▸ Description of the task: Output the line that contains "pub mod lifecycle;", then every line beneath it through the end of the records, exactly as given and with no other lines.

*** Source material ***

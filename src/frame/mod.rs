//! Per-frame execution of a compiled graph.
//!
//! [`RenderGraph`](driver::RenderGraph) records every enabled pass into a [`CommandList`](command::CommandList),
//! with the synthesized barriers in front of each pass and the composite into the output surface at the end. A
//! backend replays the list into a real command buffer, see
//! [`VulkanBackend::replay()`](crate::backend::vulkan::VulkanBackend::replay).

pub mod command;
pub mod context;
pub mod driver;
pub mod lifecycle;
pub(crate) mod present;
pub mod resize;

*** End of Source material ***

▸ Response to the exercise:
pub mod lifecycle;
pub(crate) mod present;
pub mod resize;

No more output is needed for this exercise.